Comparisons strangle my joy and my sunlight
Has this ever happened to you? You have a good friend and the entire relationship you compare every aspect of their life. Oh, they make more money then I do, they have a better car, they actually get to take expensive vacations.
I usually a positive person but sometimes my sunlight gets strangled out. Comparing myself to others causes my sun to disappear. When this happens I struggle with why my life is the way it is.
I have spent my life comparing my life to others. In fact just last week, I had a conversation with a loved one and I found myself comparing my life to theirs and the old beast crept in and stole my joy of the conversation.
The comparison is that beast that steals my joy. I’ve struggled with this my entire life. And the beast of comparison gives seeds to bitterness. Bitterness strangles and grows until your whole deposition is bitter. It becomes a dense tree that hides the sunlight. Where nothing can grow. underneath it.
What I realized through this journey is that my life is unique and different. It’s mine. I have been homeschooled. I’ve attended public school. I have a sister with special needs. I beat cancer and work hard for a little money. But this is the life God gave me. It’s mine and some of our struggles are from choices we made and some are not. it’s what God gave me. And I wouldn’t change it.
How do I cope with comparison beast???
First I have to make a conscious choice not to fall prey to the voice in my head that the comparison beast uses. I have to be self-aware enough to notice that I’m being selfish and wrong. This takes work because how often do we want to admit that I’m in the wrong, I can’t admit to other when I am wrong, so admitting myself is about 10x harder.
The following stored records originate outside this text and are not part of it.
/*
 *  bin/probestrip-sim.rs
 *
 *  ProbeStrip - scrolling heat-strip display for neural probes
 *  (c) 2020-26 Stuart Hunter
 *
 *  Synthetic-feed simulator: drives the canvas without hardware attached
 *
 *  This program is free software: you can redistribute it and/or modify
 *  it under the terms of the GNU General Public License as published by
 *  the Free Software Foundation, either version 3 of the License, or
 *  (at your option) any later version.
 *
 *  This program is distributed in the hope that it will be useful,
 *  but WITHOUT ANY WARRANTY; without even the implied warranty of
 *  MERCHANTABILITY or FITNESS FOR A PARTICULAR PURPOSE.  See the
 *  GNU General Public License for more details.
 *
 *  See <http://www.gnu.org/licenses/> to get a copy of the GNU General
 *  Public License.
 *
 */

use std::time::Duration;

use anyhow::Context;
use env_logger::Env;
use log::{debug, info};
use rand::Rng;

use probestrip::{ChannelClass, ChannelViewCanvas, Pacer, config};

fn main() -> anyhow::Result<()> {
    let cfg = config::load().context("loading configuration")?;

    let log_level = cfg.log_level.clone().unwrap_or_else(|| "info".to_string());
    env_logger::Builder::from_env(Env::default().default_filter_or(log_level)).init();

    let geometry = cfg.geometry()?;
    let options = cfg.options_state();
    let mut canvas = ChannelViewCanvas::with_options(geometry, options)?;

    let sample_rate = cfg.sample_rate_hz.unwrap_or(30_000) as f32;
    let sim = cfg.sim.clone().unwrap_or_default();
    let num_channels = sim.channels.unwrap_or_else(|| geometry.max_read_sites.min(32));
    let ticks = sim.ticks.unwrap_or(600);
    let fps = sim.fps.unwrap_or(30);

    for i in 0..num_channels {
        // sprinkle a reference site every two dozen channels, probe-style
        let class = if i % 24 == 23 {
            ChannelClass::Reference
        } else {
            ChannelClass::Signal
        };
        canvas.add_channel(i, i % geometry.max_read_sites, class, sample_rate)?;
    }
    info!(
        "feeding {} channels at {} Hz, {} ticks, {} fps target",
        num_channels, sample_rate, ticks, fps
    );

    let mut pacer = Pacer::new(fps);
    let mut rng = rand::rng();
    let mut frames = 0u64;

    for tick in 0..ticks {
        let phase = tick as f32 * 0.05;
        for idx in 0..num_channels as usize {
            let site = idx as f32;
            let rms = 40.0
                + 30.0 * (phase + site * 0.3).sin()
                + rng.random_range(-5.0..5.0f32);
            let spikes = (8.0 + 6.0 * (phase * 0.5 + site).cos() + rng.random_range(0.0..2.0f32))
                .max(0.0);
            let fft = 25.0 + 15.0 * (phase * 0.8).sin() + rng.random_range(-3.0..3.0f32);
            canvas.push_pixel_value_for_channel(idx, rms, spikes, fft)?;
        }
        canvas.note_pixel_update();

        if pacer.should_flush() && canvas.refresh() {
            let frame = canvas.compose_frame();
            frames += 1;
            debug!(
                "frame {}: {}x{}, offset {}",
                frames,
                frame.width(),
                frame.height(),
                canvas.ring().offset()
            );
        }
        std::thread::sleep(Duration::from_millis(1));
    }

    // flush whatever the pacer was still holding back
    if canvas.refresh() {
        canvas.compose_frame();
        frames += 1;
    }

    let scale = canvas.presentation_scale(1280);
    let dropped: u64 = canvas.channels().iter().map(|c| c.overflow_events()).sum();
    info!(
        "simulated {} ticks into {} frames (viewport scale {:.2} x {:.2}, {} queue drops)",
        ticks, frames, scale.horizontal, scale.vertical, dropped
    );
    Ok(())
}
I have to count my blessings, review my history, most of the time when the comparison beast rears its head, I have to evaluate my life everything from mistakes, blessings and things that were out of my control. It’s basically looking at the road map of my life and looking at these things helps put into perspective how my life is different and how many things were outside of my control.
Finally, the most important thing I do. I pray. I use positive music. My heavenly father’s voice is the only thing that quiets the comparison beasts roars. God’s voices calm the roars, and self-doubt, and the hurt and frustration. I pray for the person whom I am comparing my life too. I give my feelings to God. I pray for help, I pray for my blessings, and I pray for the future. I pray for things that were not in my control that still cause wounds. Praying is the way I can find some peace from the comparison beast, and it usually takes a few days before I can look at the sun again and feel blessed by the warm rays.
How do you handle comparison in your life?
2 Corinthians 10:12-18
We do not dare to classify or compare ourselves with some who commend themselves. When they measure themselves by themselves and compare themselves with themselves, they are not wise. 13 We, however, will not boast beyond proper limits but will confine our boasting to the sphere of service God himself has assigned to us, a sphere that also includes you. 14 We are not going too far in our boasting, as would be the case if we had not come to you, for we did get as far as you with the gospel of Christ. 15 Neither do we go beyond our limits by boasting of work done by others. Our hope is that, as your faith continues to grow, our sphere of activity among you will greatly expand,16 so that we can preach the gospel in the regions beyond you. For we do not want to boast about work already done in someone else’s territory.17 But, “Let the one who boasts boast in the Lord.”[b] 18 For it is not the one who commends himself who is approved, but the one whom the Lord commends.